In treatment of others and in conduct towards them, a person should always regard whatever pleases and displeases himself as the measure. He should wish for others those things that are most pleasing to him, and never forget that whatever conduct displeases him will also displease others. If he does this, he will keep himself safe, not only from misconduct and bad behavior, but also from hurting others.

Considering that favors received make you feel a liking, affection and attachment for those who did the favor, you know how to make others like you, and feel affection and attachment for you. It is said: 'Men are slaves of the favors done to them.' Therefore, doing others a favor, being good to them, is a reliable defense against any harm that may come from them.

Maturity and perfection of spirit is being just in your treatment of others - even, or especially, those who have done you an injustice, thus answering their evil with good. A person should never give up doing good, even for those who have done him harm, and treat them with humanity and nobility. For, to do someone harm is brutish behavior. Whereas returning evil with evil implies deficiency in character, returning good for evil is nobility.


There is no limit to doing others good. One who has dedicated himself to the good of humanity, can be so altruistic as to sacrifice even his life for others. However, such altruism can be a great virtue only so long as it originates in sincerity and purity of intention and the 'others' are not defined by racial preferences.

 


A person's humanity and nobility are directly proportional to his closeness to his friends and maintenance of friendship. Talking of nobility and kindness without expressing warmth and intimacy in relationships is mere assertion; and doing good in return only for the good done to oneself, or sometimes ceasing to do good to others in order to punish them, implies moral imperfection and immaturity.

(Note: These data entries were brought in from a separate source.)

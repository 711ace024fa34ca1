//! Layout planner: where every source, derived and summary cell goes
//!
//! Source columns keep their table order starting at the origin column.
//! Derived columns follow immediately in the sequence the schema gives for the
//! report; later derived formulas reference earlier ones, so the sequence must
//! not be reordered. The title band above the table (sheet rows 1 and 2) holds the
//! inflation parameter cells and the aggregate cells, placed one blank column
//! to the right of the last derived column.

use super::column::{column_index_to_letter, CellRef};
use crate::error::{QuoteError, QuoteResult};
use crate::schema::{COST, EXTENSION, MARGIN, PRICE, QTY};
use crate::types::{ColumnKind, QuoteTable, ReportKind};
use std::collections::HashSet;
use tracing::debug;

/// Header row of the data table (sheet row 4)
pub const START_ROW: u32 = 3;
pub const START_COL: u16 = 0;

/// Last usable worksheet column (XFD)
const MAX_COL: u16 = 16_383;

/// A formula column appended after the source data
#[derive(Debug, Clone, Copy, PartialEq, Eq, Hash)]
pub enum Derived {
    TotalCost,
    TotalPrice,
    FutureCost,
    FuturePrice,
    CostExt,
    PriceExt,
    TodaysMargin,
}

impl Derived {
    pub fn header(self) -> &'static str {
        match self {
            Derived::TotalCost => "Total Cost",
            Derived::TotalPrice => "Total Price",
            Derived::FutureCost => "Future Cost",
            Derived::FuturePrice => "Future Price",
            Derived::CostExt => "Cost Ext",
            Derived::PriceExt => "Price Ext",
            Derived::TodaysMargin => "Today's Margin",
        }
    }

    pub fn kind(self) -> ColumnKind {
        match self {
            Derived::TodaysMargin => ColumnKind::Percent,
            _ => ColumnKind::Currency,
        }
    }
}

/// A single-cell summary written in the title band
#[derive(Debug, Clone, Copy, PartialEq, Eq)]
pub enum Aggregate {
    /// Subtotal of today's extended cost (inflation report only)
    TodaysCostExt,
    ExtCost,
    ExtPrice,
    /// Gross margin of the extended totals
    Gm,
    /// Margin of future price against today's cost (inflation report only)
    TodaysGm,
}

impl Aggregate {
    /// Derived column a subtotal aggregate sums, `None` for ratios
    pub fn summed_column(self, report: ReportKind) -> Option<Derived> {
        match (self, report) {
            (Aggregate::TodaysCostExt, _) => Some(Derived::TotalCost),
            (Aggregate::ExtCost, ReportKind::Standard) => Some(Derived::TotalCost),
            (Aggregate::ExtCost, ReportKind::Inflation) => Some(Derived::CostExt),
            (Aggregate::ExtPrice, ReportKind::Standard) => Some(Derived::TotalPrice),
            (Aggregate::ExtPrice, ReportKind::Inflation) => Some(Derived::PriceExt),
            (Aggregate::Gm, _) | (Aggregate::TodaysGm, _) => None,
        }
    }

    pub fn kind(self) -> ColumnKind {
        match self {
            Aggregate::Gm | Aggregate::TodaysGm => ColumnKind::Percent,
            _ => ColumnKind::Currency,
        }
    }
}

/// Derived columns and labelled aggregates of one report for one schema
#[derive(Debug)]
pub struct ReportShape {
    pub report: ReportKind,
    /// Placement order; later formulas reference earlier columns
    pub derived: &'static [Derived],
    pub aggregates: &'static [(Aggregate, &'static str)],
}

/// One placed column
#[derive(Debug, Clone, PartialEq)]
pub struct LayoutColumn {
    pub name: String,
    pub col: u16,
    pub kind: ColumnKind,
    pub derived: Option<Derived>,
}

/// Cells holding the inflation period count and rate
#[derive(Debug, Clone, Copy, PartialEq, Eq)]
pub struct ParamCells {
    pub periods_label: CellRef,
    pub periods: CellRef,
    pub rate_label: CellRef,
    pub rate: CellRef,
}

/// A placed aggregate: label above, formula below
#[derive(Debug, Clone, Copy, PartialEq, Eq)]
pub struct AggregateSlot {
    pub aggregate: Aggregate,
    pub title: &'static str,
    pub label: CellRef,
    pub value: CellRef,
}

/// Column positions for one report
#[derive(Debug, Clone)]
pub struct ColumnLayout {
    pub report: ReportKind,
    pub header_row: u32,
    pub start_col: u16,
    pub row_count: u32,
    pub columns: Vec<LayoutColumn>,
    pub params: Option<ParamCells>,
    pub aggregates: Vec<AggregateSlot>,
    pub has_extension: bool,
}

impl ColumnLayout {
    /// Plan a layout at the default origin (sheet row 4, column A)
    pub fn plan(table: &QuoteTable, shape: &ReportShape) -> QuoteResult<Self> {
        Self::plan_at(table, shape, CellRef::new(START_ROW, START_COL))
    }

    /// Plan a layout with the table header at `origin`
    pub fn plan_at(table: &QuoteTable, shape: &ReportShape, origin: CellRef) -> QuoteResult<Self> {
        let report = shape.report;
        // Title band occupies sheet rows 1-2
        if origin.row < 2 {
            return Err(QuoteError::Export(format!(
                "table header row {} overlaps the title band",
                origin.row + 1
            )));
        }

        let row_count = table.row_count();
        if row_count == 0 {
            return Err(QuoteError::Schema("input contains no data rows".to_string()));
        }
        let row_count = u32::try_from(row_count)
            .map_err(|_| QuoteError::Export(format!("{} rows exceed the sheet", row_count)))?;

        let mut seen = HashSet::new();
        for name in table.column_names() {
            if !seen.insert(name) {
                return Err(QuoteError::Schema(format!("duplicate column '{}'", name)));
            }
        }
        for required in [QTY, PRICE, COST, MARGIN] {
            if !seen.contains(required) {
                return Err(QuoteError::Schema(format!("missing column '{}'", required)));
            }
        }

        let mut columns = Vec::new();
        let mut next = usize::from(origin.col);
        for column in &table.columns {
            columns.push(LayoutColumn {
                name: column.name.clone(),
                col: checked_col(next)?,
                kind: column.kind,
                derived: None,
            });
            next += 1;
        }
        for derived in shape.derived {
            columns.push(LayoutColumn {
                name: derived.header().to_string(),
                col: checked_col(next)?,
                kind: derived.kind(),
                derived: Some(*derived),
            });
            next += 1;
        }

        // One blank gap column before the band
        let mut band = next + 1;
        let params = match report {
            ReportKind::Standard => None,
            ReportKind::Inflation => {
                let label_col = checked_col(band)?;
                let value_col = checked_col(band + 1)?;
                band += 3;
                Some(ParamCells {
                    periods_label: CellRef::new(0, label_col),
                    periods: CellRef::new(0, value_col),
                    rate_label: CellRef::new(1, label_col),
                    rate: CellRef::new(1, value_col),
                })
            }
        };

        let mut aggregates = Vec::new();
        for (i, &(aggregate, title)) in shape.aggregates.iter().enumerate() {
            if let Some(summed) = aggregate.summed_column(report) {
                if !shape.derived.contains(&summed) {
                    return Err(QuoteError::Export(format!(
                        "'{}' sums '{}', which this report does not place",
                        title,
                        summed.header()
                    )));
                }
            }
            let col = checked_col(band + i)?;
            aggregates.push(AggregateSlot {
                aggregate,
                title,
                label: CellRef::new(0, col),
                value: CellRef::new(1, col),
            });
        }

        let layout = Self {
            report,
            header_row: origin.row,
            start_col: origin.col,
            row_count,
            columns,
            params,
            aggregates,
            has_extension: seen.contains(EXTENSION),
        };
        debug!(
            report = %report,
            last_column = %column_index_to_letter(layout.last_col()),
            "planned column layout"
        );
        Ok(layout)
    }

    /// Column index of a source or derived column by name
    pub fn col(&self, name: &str) -> Option<u16> {
        self.columns.iter().find(|c| c.name == name).map(|c| c.col)
    }

    pub fn derived_col(&self, derived: Derived) -> Option<u16> {
        self.columns
            .iter()
            .find(|c| c.derived == Some(derived))
            .map(|c| c.col)
    }

    pub fn first_data_row(&self) -> u32 {
        self.header_row + 1
    }

    pub fn last_data_row(&self) -> u32 {
        self.header_row + self.row_count
    }

    /// Zero-based sheet rows holding data
    pub fn data_rows(&self) -> std::ops::RangeInclusive<u32> {
        self.first_data_row()..=self.last_data_row()
    }

    pub fn last_col(&self) -> u16 {
        self.columns.last().map_or(self.start_col, |c| c.col)
    }

    pub fn slot(&self, aggregate: Aggregate) -> Option<&AggregateSlot> {
        self.aggregates.iter().find(|s| s.aggregate == aggregate)
    }

    pub fn source_columns(&self) -> impl Iterator<Item = &LayoutColumn> {
        self.columns.iter().filter(|c| c.derived.is_none())
    }

    pub fn derived_columns(&self) -> impl Iterator<Item = &LayoutColumn> {
        self.columns.iter().filter(|c| c.derived.is_some())
    }
}

fn checked_col(index: usize) -> QuoteResult<u16> {
    u16::try_from(index)
        .ok()
        .filter(|c| *c <= MAX_COL)
        .ok_or_else(|| QuoteError::Export(format!("column {} exceeds the sheet width", index + 1)))
}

It is a high form of doing good to others to ignore some of their faults or improprieties or bad manners, to tolerate their imperfections. Prying or spying into others' affairs and finding fault is rudeness and incivility, publicizing such affairs here and there is an unforgivable fault, and declaring them to the others' face is a severe blow to the bonds of unity between people, a blow from which, sadly, it is almost impossible for friendship to recover fully.

Those who regard as insignificant even the greatest good they have done for others while greatly appreciating even the least of the favors done to themselves, are perfected ones who have acquired the Divine standards of behavior and found peace in their conscience. Such individuals never remind others of the good they have done for them nor ever complain about indifference to themselves.